CCTSI Receives $48.4 Million Grant From NIH
Department of Pediatrics Oct 31, 2013Children's Hospital Colorado is part of the Colorado Clinical and Translational Sciences Institute (CCTSI), which recently received a $48.4 million five-year grant from the National Institutes of Health (NIH). This collaboration aims to accelerate the translation of laboratory discoveries into clinical treatments. The grant -- one of the largest of the NIH awards -- is a renewal to an earlier grant awarded in 2008, which led to the creation the CCTSI.
"We are extremely pleased that the NIH has selected the CCTSI to receive this grant," said Jim Shmerling, Chief Executive Officer. "For Children’s Hospital Colorado and our patients this means new discoveries and revolutionary treatments in complex pediatric conditions. My congratulations to the entire research team.”
The CCTSI is a collaborative enterprise between the University of Colorado Denver, Anschutz Medical Campus, CU Boulder, Colorado State University and six major hospitals -- Children’s Colorado, University of Colorado Hospital, Denver Health, National Jewish Health, Denver Veterans Affairs Medical Center and Kaiser Permanente of Colorado. CCTSI also includes health care organizations and local communities, both rural and inner city.

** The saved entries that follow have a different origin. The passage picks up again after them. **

//! Hysteresis alerting.
//!
//! Each alert type is NORMAL or ALERTING, persisted under
//! `alert:state:<type>` with an expiry. Notifiers fire only when the state
//! changes, never once per poll. A missing record reads as NORMAL, so a
//! monitor that stops refreshing its record falls back to NORMAL once the
//! expiry passes.

use std::fmt;
use std::sync::Arc;
use std::time::Duration;

use chrono::Local;
use sessionflow_store::KeyValueStore;
use tracing::{debug, info, warn};

use crate::metrics;
use crate::notifier::{Notifier, dispatch};

/// Default lifetime of a persisted alert state.
pub const DEFAULT_ALERT_STATE_TTL: Duration = Duration::from_secs(60 * 60);

/// Store key for an alert type's state.
pub fn alert_state_key(alert_type: &str) -> String {
    format!("alert:state:{alert_type}")
}

/// Persisted level of one alert type.
#[derive(Debug, Clone, Copy, Default, PartialEq, Eq)]
pub enum AlertLevel {
    #[default]
    Normal,
    Alerting,
}

impl AlertLevel {
    #[must_use]
    pub const fn as_str(self) -> &'static str {
        match self {
            Self::Normal => "NORMAL",
            Self::Alerting => "ALERTING",
        }
    }

    fn parse(raw: &str) -> Option<Self> {
        match raw {
            "NORMAL" => Some(Self::Normal),
            "ALERTING" => Some(Self::Alerting),
            _ => None,
        }
    }
}

impl fmt::Display for AlertLevel {
    fn fmt(&self, f: &mut fmt::Formatter<'_>) -> fmt::Result {
        f.write_str(self.as_str())
    }
}

/// A state change that produced a notification.
#[derive(Debug, Clone, Copy, PartialEq, Eq)]
pub enum Transition {
    Alert,
    Recovery,
}

impl Transition {
    #[must_use]
    pub const fn as_str(self) -> &'static str {
        match self {
            Self::Alert => "alert",
            Self::Recovery => "recovery",
        }
    }
}

/// What to watch and where the line is.
#[derive(Debug, Clone, PartialEq)]
pub struct AlertRule {
    /// e.g. `queue_length` or `failure_rate`.
    pub alert_type: String,
    /// Alert when the value goes strictly above this.
    pub threshold: f64,
}

impl AlertRule {
    pub fn new(alert_type: impl Into<String>, threshold: f64) -> Self {
        Self {
            alert_type: alert_type.into(),
            threshold,
        }
    }
}

/// NORMAL/ALERTING tracking for one alert type.
pub struct AlertStateMachine {
    store: Arc<dyn KeyValueStore>,
    rule: AlertRule,
    notifiers: Vec<Arc<dyn Notifier>>,
    state_ttl: Duration,
}

impl AlertStateMachine {
    pub fn new(store: Arc<dyn KeyValueStore>, rule: AlertRule, notifiers: Vec<Arc<dyn Notifier>>) -> Self {
        Self {
            store,
            rule,
            notifiers,
            state_ttl: DEFAULT_ALERT_STATE_TTL,
        }
    }

    #[must_use]
    pub const fn with_state_ttl(mut self, ttl: Duration) -> Self {
        self.state_ttl = ttl;
        self
    }

    #[must_use]
    pub const fn rule(&self) -> &AlertRule {
        &self.rule
    }

    fn key(&self) -> String {
        alert_state_key(&self.rule.alert_type)
    }

    /// Current persisted level. Absent, unreadable or unknown reads as NORMAL.
    pub async fn level(&self) -> AlertLevel {
        let key = self.key();
        match self.store.get(&key).await {
            Ok(Some(raw)) => AlertLevel::parse(&raw).unwrap_or_else(|| {
                warn!(key = %key, value = %raw, "Unknown alert state; treating as NORMAL");
                AlertLevel::Normal
            }),
            Ok(None) => AlertLevel::Normal,
            Err(e) => {
                warn!(key = %key, error = %e, "Alert state unreadable; treating as NORMAL");
                AlertLevel::Normal
            }
        }
    }

    /// Feed one sample. Returns the transition it caused, if any.
    pub async fn evaluate(&self, value: f64) -> Option<Transition> {
        let previous = self.level().await;
        let above = value > self.rule.threshold;
        debug!(
            alert_type = %self.rule.alert_type,
            value,
            threshold = self.rule.threshold,
            state = %previous,
            "Evaluating alert"
        );

        let transition = match (previous, above) {
            (AlertLevel::Normal, true) => Transition::Alert,
            (AlertLevel::Alerting, false) => Transition::Recovery,
            (AlertLevel::Alerting, true) => {
                self.refresh().await;
                return None;
            }
            (AlertLevel::Normal, false) => return None,
        };

        let (subject, body) = self.message(transition, value);
        info!(
            alert_type = %self.rule.alert_type,
            transition = transition.as_str(),
            value,
            "Alert state changed"
        );
        dispatch(&self.notifiers, &subject, &body).await;
        metrics::record_transition(&self.rule.alert_type, transition.as_str());

        let next = match transition {
            Transition::Alert => AlertLevel::Alerting,
            Transition::Recovery => AlertLevel::Normal,
        };
        self.persist(next).await;
        Some(transition)
    }

    async fn persist(&self, level: AlertLevel) {
        let key = self.key();
        if let Err(e) = self
            .store
            .set(&key, level.as_str().to_string(), Some(self.state_ttl))
            .await
        {
            warn!(key = %key, error = %e, "Failed to persist alert state");
        }
    }

    async fn refresh(&self) {
        let key = self.key();
        if let Err(e) = self.store.expire(&key, self.state_ttl).await {
            warn!(key = %key, error = %e, "Failed to refresh alert state");
        }
    }

    fn message(&self, transition: Transition, value: f64) -> (String, String) {
        let now = Local::now().format("%Y-%m-%d %H:%M:%S");
        let alert_type = &self.rule.alert_type;
        let threshold = self.rule.threshold;
        match transition {
            Transition::Alert => (
                format!("[ALERT] {alert_type} above threshold"),
                format!("time: {now}, current value: {value}, threshold: {threshold}"),
            ),
            Transition::Recovery => (
                format!("[RECOVERED] {alert_type} back to normal"),
                format!("time: {now}, current value: {value}, threshold: {threshold}"),
            ),
        }
    }
}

At Children’s Colorado, the grant will continue funding for Children’s Colorado’s Clinical and Translational Research Center (CTRC), which includes a 6 inpatient beds and an 11-room outpatient research clinic. Among other discoveries, the revolutionary treatment for a specific form of Cystic Fibrosis, Kalydeco, was initially tested within Children’s Colorado’s CTRC.
The CTRC includes Children’s Colorado’s Core lab, which serves the UCD Campus, researchers throughout the United States and the world, as well as industry. It also serves as a reference laboratory for Children’s Colorado, The Cystic Fibrosis Foundation, and Quest Diagnostic.
The grant will also support Children’s Colorado’s biostaticians and the hospital’s Child and Maternal Health research.
“This grant award is the result of a lot of hard work by many people. It has been a true team effort,” said Ronald J. Sokol, MD, (pictured above) chief of the Digestive Health Institute at Children’s Colorado, Vice Chair of Pediatrics and principal investigator and CCTSI director.
He added, “We appreciate the NIH’s and Children’s Colorado’s continued support and commitment to our Institute. This award allows us to be a continuous voice in the broader discussion of improving health while reducing costs.
Some of the goals of the CCTSI are to:
- Expand the statewide academic home for clinical and translational research.
- Implement new clinical research management strategies to improve quality, safety, efficiency, cost-effectiveness and innovative team science as well as introduce new software systems and workflows.
- Centralize the delivery of resources, services and technologies.
- Incorporate key concepts of community engagement into the full spectrum of translational research.
- Increase the translational research workforce capacity through a broad curriculum of education, training and career development opportunities.
“This is a program that will continue to develop groundbreaking advances in medicine, as findings at the laboratory bench are effectively applied to treatment of patients. The CCTSI is also a model for cooperation amongst the leading healthcare institutions in the region,” said Frederick J. Suchy, M.D. Dr. Suchy is the Chief Research Officer, Director of Children's Hospital Colorado Research Institute, Professor of Pediatrics and Associate Dean for Child Health Research for the University of Colorado School of Medicine.
Eventually, through innovative research and dissemination, CCTSI should help improve the health care of all of Colorado's more than 4 million residents and the 1,300 physician practices and 300 hospitals that serve them.